2010/8/24 Daniel Templeton <daniel.templeton at oracle.com>:
> How broadly applicable is it?  OGE supports it, and I think LSF does as
> well.  What about Condor and Torque/PBS?
Torque also
>
> Daniel
>
> On 08/23/10 07:12 AM, Mariusz Mamoński wrote:
>>
>> Hi,
>>
>>  In some fault-tollerant at the DRM-level scenarios job must be marked
>> as "rerunnable". Do we want to add this attribute to the DRMAAv2
>> JobTemplate?
>>
>> Cheers,
>>
>> On 23 August 2010 15:42, Daniel Templeton<daniel.templeton at oracle.com>
>>  wrote:
>>>
>>> I have a customer who has the resubmission of failed jobs in a greater
>>> workflow as a critical requirement.  That's not actually something that
>>> OGE itself supports, so I'm all for having it in DRMAA to plug the hole.
>>>
>>> Daniel
>>>
>>> On 08/23/10 02:50 AM, Peter Tröger wrote:
>>>>
>>>> We already have some understanding of persistency, so the implementation
>>>> effort is manageable. I am more concerned about a clear separation of live
>>>> monitoring information and original submission data.
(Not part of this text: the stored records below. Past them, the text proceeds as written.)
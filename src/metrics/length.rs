// Token-count statistics: mean summary length and compression ratio.
//
// Naming convention (the historical reference implementation swapped the two
// variables in one variant — this crate standardizes): "summary length" is
// the summary's own token count, and the ratio is article tokens divided by
// summary tokens, i.e. how many article tokens each summary token stands for.

use anyhow::Result;
use serde::Serialize;
use tracing::warn;

use crate::text::tokenize::token_count;

use super::average::RunningAverage;
use super::validate_parallel_lists;

/// Corpus-level length statistics.
#[derive(Debug, Clone, Serialize)]
pub struct LengthStats {
    /// Mean token count of the summaries.
    pub average_summary_length: f64,
    /// Mean of per-pair `article_tokens / summary_tokens`.
    pub average_article_summary_ratio: f64,
    /// Pairs that contributed to the averages.
    pub pairs_scored: usize,
    /// Pairs skipped because the summary tokenized to nothing.
    pub pairs_skipped: usize,
}

/// Compute length statistics over the corpus (stemming disabled).
///
/// A pair whose summary produces zero tokens cannot contribute a ratio;
/// such pairs are skipped and reported via the returned counts and a
/// warning, never silently divided through.
pub fn calculate(articles: &[String], summaries: &[String]) -> Result<LengthStats> {
    validate_parallel_lists(articles, summaries)?;

    let mut summary_length = RunningAverage::new();
    let mut article_summary_ratio = RunningAverage::new();
    let mut skipped = 0usize;

    for (idx, (article, summary)) in articles.iter().zip(summaries.iter()).enumerate() {
        let article_tokens = token_count(article);
        let summary_tokens = token_count(summary);

        if summary_tokens == 0 {
            warn!(pair = idx, "Summary tokenized to zero tokens; skipping pair");
            skipped += 1;
            continue;
        }

        summary_length.update(summary_tokens as f64);
        article_summary_ratio.update(article_tokens as f64 / summary_tokens as f64);
    }

    Ok(LengthStats {
        average_summary_length: summary_length.mean(),
        average_article_summary_ratio: article_summary_ratio.mean(),
        pairs_scored: summary_length.count() as usize,
        pairs_skipped: skipped,
    })
}

#[cfg(test)]
mod tests {
    use super::*;

    #[test]
    fn test_single_pair() {
        let articles = vec!["one two three four five six".to_string()];
        let summaries = vec!["one two three".to_string()];
        let stats = calculate(&articles, &summaries).unwrap();
        assert_eq!(stats.average_summary_length, 3.0);
        assert_eq!(stats.average_article_summary_ratio, 2.0);
        assert_eq!(stats.pairs_scored, 1);
        assert_eq!(stats.pairs_skipped, 0);
    }

    #[test]
    fn test_averages_over_pairs() {
        let articles = vec![
            "a b c d".to_string(),  // 4 tokens, ratio 2.0
            "a b c d e f".to_string(), // 6 tokens, ratio 2.0
        ];
        let summaries = vec!["a b".to_string(), "a b c".to_string()];
        let stats = calculate(&articles, &summaries).unwrap();
        assert!((stats.average_summary_length - 2.5).abs() < 1e-12);
        assert!((stats.average_article_summary_ratio - 2.0).abs() < 1e-12);
    }

    #[test]
    fn test_empty_summary_skipped_not_divided() {
        let articles = vec!["some article text here".to_string(), "a b".to_string()];
        let summaries = vec!["...".to_string(), "a".to_string()];
        let stats = calculate(&articles, &summaries).unwrap();
        assert_eq!(stats.pairs_skipped, 1);
        assert_eq!(stats.pairs_scored, 1);
        assert_eq!(stats.average_summary_length, 1.0);
        assert_eq!(stats.average_article_summary_ratio, 2.0);
    }

    #[test]
    fn test_all_pairs_skipped_yields_zero_means() {
        let articles = vec!["words here".to_string()];
        let summaries = vec!["!!!".to_string()];
        let stats = calculate(&articles, &summaries).unwrap();
        assert_eq!(stats.pairs_scored, 0);
        assert_eq!(stats.pairs_skipped, 1);
        assert_eq!(stats.average_summary_length, 0.0);
    }

    #[test]
    fn test_mismatched_lengths_rejected() {
        let articles = vec!["a".to_string()];
        let summaries: Vec<String> = vec![];
        assert!(calculate(&articles, &summaries).is_err());
    }
}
For the latter, I saw
>>>> no use case so far ...
>>>>
>>>> Best,
>>>> Peter.
>>>>
>>>> Am 29.07.2010 um 11:02 schrieb Andre Merzky:
>>>>
>>>>> Our use case for having access to the original complete job template
>>>>> is that the user can easily resubmit the same job - just changing
>>>>> for example some command line parameter, but leaving the remainder
>>>>> fixed.   In SAGA this would look like:
>>>>>
>>>>>   saga::job::service     js ("drmaa://torque.remote.net/");
>>>>>   saga::job::job         j1 = js.get_job (jobid);   // std::string
>>>>>   saga::job::description jd = j1.get_description ();
>>>>>
>>>>>   jd.set_attributes ("Arguments", new_args);  //
>>>>> std::vector<std::string>
>>>>>
>>>>>   saga::job::job j2 = js.create_job (jd);
>>>>>
>>>>>
>>>>> I understand that the backend may no be able to keep the original
>>>>> job template - in that case, a 'DoesNoExist' exception on
>>>>> 'get_description()' would be appropriate, IMHO.  If the DRMAA
>>>>> implementation can cache that description somewhere, fine :-)
>>>>>
>>>>> My $0.02, Andre.
>>>>>
>>>>>
>>>>> PS: saga::job::description == drmaa::job::template
>>>>>
>>>>>
>>>>>
>>>>>
>>>>>
>>>>> Quoting [Peter Tr?ger] (Jul 29 2010):
>>>>>>
>>>>>> From: Peter Tröger<peter at troeger.eu>
>>>>>> Date: Thu, 29 Jul 2010 10:07:23 +0200
>>>>>> To: Mariusz Mamo??ski<mamonski at man.poznan.pl>,
>>>>>>     drmaa-wg at ogf.org
>>>>>> Subject: Re: [DRMAA-WG] Monitoring JobTemplate attributes for running
>>>>>> jobs
>>>>>>
>>>>>>
>>>>>> Am 28.07.2010 um 23:42 schrieb Mariusz Mamo??ski:
>>>>>>
>>>>>>> Hi,
>>>>>>>
>>>>>>> 2010/7/28 Peter Tröger<peter at troeger.eu>:
>>>>>>>>
>>>>>>>> Hi,
>>>>>>>> Agenda item #8 was not discussed in the call today, but it is the
>>>>>>>> burning
>>>>>>>> issue for me at the moment. Please have a look in the  "Attributes
>>>>>>>> in
>>>>>>>> JobInfo" tab:
>>>>>>>>
>>>>>>>> http://spreadsheets.google.com/ccc?key=0AqyvnBscJNqxcnJBSUs5dXRrU29EUVhGOGthc1lDTFE
>>>>>>>> Currently, we allow to access the original JobTemplate from a
>>>>>>>> JobInfo
>>>>>>>> object. The idea was to get, beside the job monitoring information,
>>>>>>>> also the
>>>>>>>> information about what was demanded at submission time.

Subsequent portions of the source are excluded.